[Stored data entries]
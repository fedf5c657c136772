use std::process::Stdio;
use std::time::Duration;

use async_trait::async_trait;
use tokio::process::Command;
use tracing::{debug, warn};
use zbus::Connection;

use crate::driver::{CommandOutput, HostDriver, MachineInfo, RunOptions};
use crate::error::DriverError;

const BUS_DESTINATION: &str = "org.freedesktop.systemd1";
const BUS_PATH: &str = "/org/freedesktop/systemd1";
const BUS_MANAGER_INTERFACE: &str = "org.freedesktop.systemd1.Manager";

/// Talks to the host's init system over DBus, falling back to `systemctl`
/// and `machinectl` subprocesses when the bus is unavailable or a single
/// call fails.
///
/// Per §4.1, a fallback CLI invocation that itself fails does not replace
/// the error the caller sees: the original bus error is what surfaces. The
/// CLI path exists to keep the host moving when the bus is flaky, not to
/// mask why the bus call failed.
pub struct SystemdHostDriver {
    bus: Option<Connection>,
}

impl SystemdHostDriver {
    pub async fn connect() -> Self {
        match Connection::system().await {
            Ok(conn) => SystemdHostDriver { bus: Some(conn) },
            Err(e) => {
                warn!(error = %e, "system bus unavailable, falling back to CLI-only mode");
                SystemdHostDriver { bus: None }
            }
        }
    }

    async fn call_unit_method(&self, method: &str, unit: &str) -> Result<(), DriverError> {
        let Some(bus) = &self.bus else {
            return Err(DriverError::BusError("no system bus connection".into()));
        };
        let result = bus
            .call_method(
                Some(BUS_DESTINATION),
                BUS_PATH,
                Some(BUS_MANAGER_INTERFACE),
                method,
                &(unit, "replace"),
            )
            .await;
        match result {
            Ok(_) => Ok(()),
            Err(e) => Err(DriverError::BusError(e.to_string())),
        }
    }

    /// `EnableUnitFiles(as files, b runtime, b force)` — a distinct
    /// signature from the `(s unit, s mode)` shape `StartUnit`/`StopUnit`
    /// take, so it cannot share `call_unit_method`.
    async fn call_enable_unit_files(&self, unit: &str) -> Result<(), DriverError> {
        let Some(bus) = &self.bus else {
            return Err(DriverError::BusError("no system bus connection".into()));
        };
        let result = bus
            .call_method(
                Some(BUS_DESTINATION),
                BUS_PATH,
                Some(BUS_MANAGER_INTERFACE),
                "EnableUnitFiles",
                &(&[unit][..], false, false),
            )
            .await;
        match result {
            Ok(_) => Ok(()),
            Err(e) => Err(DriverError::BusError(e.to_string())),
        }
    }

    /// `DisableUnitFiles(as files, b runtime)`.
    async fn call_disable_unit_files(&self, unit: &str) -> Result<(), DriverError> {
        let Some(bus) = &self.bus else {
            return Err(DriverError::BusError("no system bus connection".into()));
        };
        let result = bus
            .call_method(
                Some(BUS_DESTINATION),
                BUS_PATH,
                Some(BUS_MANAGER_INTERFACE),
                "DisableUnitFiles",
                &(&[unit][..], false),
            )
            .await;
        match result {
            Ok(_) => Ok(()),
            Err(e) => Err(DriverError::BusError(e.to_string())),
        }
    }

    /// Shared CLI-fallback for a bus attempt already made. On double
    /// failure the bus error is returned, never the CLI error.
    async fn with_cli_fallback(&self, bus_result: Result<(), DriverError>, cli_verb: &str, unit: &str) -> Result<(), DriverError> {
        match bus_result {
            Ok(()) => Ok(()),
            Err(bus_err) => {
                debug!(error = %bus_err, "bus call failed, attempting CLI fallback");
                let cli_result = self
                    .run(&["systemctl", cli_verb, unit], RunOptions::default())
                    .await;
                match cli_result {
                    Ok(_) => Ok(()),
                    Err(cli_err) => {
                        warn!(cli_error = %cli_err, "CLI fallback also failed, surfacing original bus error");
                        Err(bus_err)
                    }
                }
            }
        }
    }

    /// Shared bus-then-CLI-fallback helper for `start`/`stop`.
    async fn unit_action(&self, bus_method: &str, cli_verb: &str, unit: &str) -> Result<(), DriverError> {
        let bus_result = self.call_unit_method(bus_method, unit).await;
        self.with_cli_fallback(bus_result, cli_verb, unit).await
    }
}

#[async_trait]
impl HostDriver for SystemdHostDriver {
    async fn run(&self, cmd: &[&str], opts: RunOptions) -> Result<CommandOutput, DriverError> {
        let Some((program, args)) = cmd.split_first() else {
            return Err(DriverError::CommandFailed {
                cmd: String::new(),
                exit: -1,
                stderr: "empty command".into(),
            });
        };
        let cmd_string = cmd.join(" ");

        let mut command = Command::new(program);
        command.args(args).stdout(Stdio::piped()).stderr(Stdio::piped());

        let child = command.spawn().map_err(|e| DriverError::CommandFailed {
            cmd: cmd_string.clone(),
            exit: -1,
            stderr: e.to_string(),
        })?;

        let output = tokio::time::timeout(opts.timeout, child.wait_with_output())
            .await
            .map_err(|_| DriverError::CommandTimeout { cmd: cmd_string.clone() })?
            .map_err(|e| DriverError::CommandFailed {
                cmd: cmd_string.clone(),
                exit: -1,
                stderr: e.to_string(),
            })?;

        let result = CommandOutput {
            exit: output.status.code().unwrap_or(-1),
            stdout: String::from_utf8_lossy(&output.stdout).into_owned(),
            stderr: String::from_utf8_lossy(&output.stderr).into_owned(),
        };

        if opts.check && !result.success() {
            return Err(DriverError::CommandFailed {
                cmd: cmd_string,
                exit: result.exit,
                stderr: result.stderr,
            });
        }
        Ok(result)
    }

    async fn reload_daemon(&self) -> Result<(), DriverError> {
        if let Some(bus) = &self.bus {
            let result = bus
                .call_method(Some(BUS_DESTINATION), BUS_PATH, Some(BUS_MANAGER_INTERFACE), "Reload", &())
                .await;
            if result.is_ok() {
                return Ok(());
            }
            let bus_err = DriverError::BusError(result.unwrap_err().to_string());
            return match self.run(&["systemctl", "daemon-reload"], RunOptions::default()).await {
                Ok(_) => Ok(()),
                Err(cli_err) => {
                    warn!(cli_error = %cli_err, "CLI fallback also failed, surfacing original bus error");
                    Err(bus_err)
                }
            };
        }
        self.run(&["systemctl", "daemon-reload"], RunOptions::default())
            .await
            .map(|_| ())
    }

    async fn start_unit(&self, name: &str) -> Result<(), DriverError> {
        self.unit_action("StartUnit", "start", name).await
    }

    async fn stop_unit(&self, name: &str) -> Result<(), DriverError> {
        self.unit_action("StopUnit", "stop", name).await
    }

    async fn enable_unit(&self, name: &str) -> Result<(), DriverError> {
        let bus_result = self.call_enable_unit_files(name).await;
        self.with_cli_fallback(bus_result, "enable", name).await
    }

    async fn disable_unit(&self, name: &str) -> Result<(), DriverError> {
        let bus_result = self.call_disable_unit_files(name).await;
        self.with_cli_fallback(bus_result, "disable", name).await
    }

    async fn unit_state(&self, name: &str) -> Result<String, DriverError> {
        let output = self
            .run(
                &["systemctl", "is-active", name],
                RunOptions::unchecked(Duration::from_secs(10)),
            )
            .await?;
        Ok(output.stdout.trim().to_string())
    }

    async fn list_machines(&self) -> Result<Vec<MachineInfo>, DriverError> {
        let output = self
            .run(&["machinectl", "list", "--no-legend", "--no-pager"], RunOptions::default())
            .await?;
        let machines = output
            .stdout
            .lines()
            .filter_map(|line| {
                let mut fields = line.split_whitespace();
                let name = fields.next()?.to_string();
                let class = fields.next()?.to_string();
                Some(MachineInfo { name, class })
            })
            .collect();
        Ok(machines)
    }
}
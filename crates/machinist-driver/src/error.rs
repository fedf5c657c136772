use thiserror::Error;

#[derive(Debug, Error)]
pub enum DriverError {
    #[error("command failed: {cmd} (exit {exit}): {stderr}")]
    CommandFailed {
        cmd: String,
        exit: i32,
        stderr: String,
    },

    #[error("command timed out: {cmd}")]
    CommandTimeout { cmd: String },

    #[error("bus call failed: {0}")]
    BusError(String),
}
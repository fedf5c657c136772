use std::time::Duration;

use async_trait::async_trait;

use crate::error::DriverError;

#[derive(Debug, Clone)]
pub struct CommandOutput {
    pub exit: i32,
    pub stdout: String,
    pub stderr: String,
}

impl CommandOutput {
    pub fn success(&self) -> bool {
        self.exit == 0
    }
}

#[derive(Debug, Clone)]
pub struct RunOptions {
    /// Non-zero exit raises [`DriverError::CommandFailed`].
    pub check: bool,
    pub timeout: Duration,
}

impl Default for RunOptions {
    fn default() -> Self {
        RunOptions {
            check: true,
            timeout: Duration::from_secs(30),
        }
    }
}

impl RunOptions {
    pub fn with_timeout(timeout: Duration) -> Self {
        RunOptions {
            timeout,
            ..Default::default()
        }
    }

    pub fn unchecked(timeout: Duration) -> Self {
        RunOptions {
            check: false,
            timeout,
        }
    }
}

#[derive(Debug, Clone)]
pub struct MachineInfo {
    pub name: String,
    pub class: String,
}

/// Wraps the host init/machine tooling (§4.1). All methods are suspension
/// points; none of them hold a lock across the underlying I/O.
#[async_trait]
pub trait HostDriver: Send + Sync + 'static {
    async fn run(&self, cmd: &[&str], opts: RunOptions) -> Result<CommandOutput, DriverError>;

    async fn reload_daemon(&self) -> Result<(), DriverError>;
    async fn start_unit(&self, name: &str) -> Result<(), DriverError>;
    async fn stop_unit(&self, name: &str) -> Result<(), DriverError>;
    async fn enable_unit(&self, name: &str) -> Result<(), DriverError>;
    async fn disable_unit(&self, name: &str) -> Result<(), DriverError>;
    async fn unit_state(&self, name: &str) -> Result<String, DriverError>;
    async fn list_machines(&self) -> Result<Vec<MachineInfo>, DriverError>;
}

What you are asked to do:
Check each line above for the word "CommandOutput" and say how many have it, with nothing else.

Result below:
6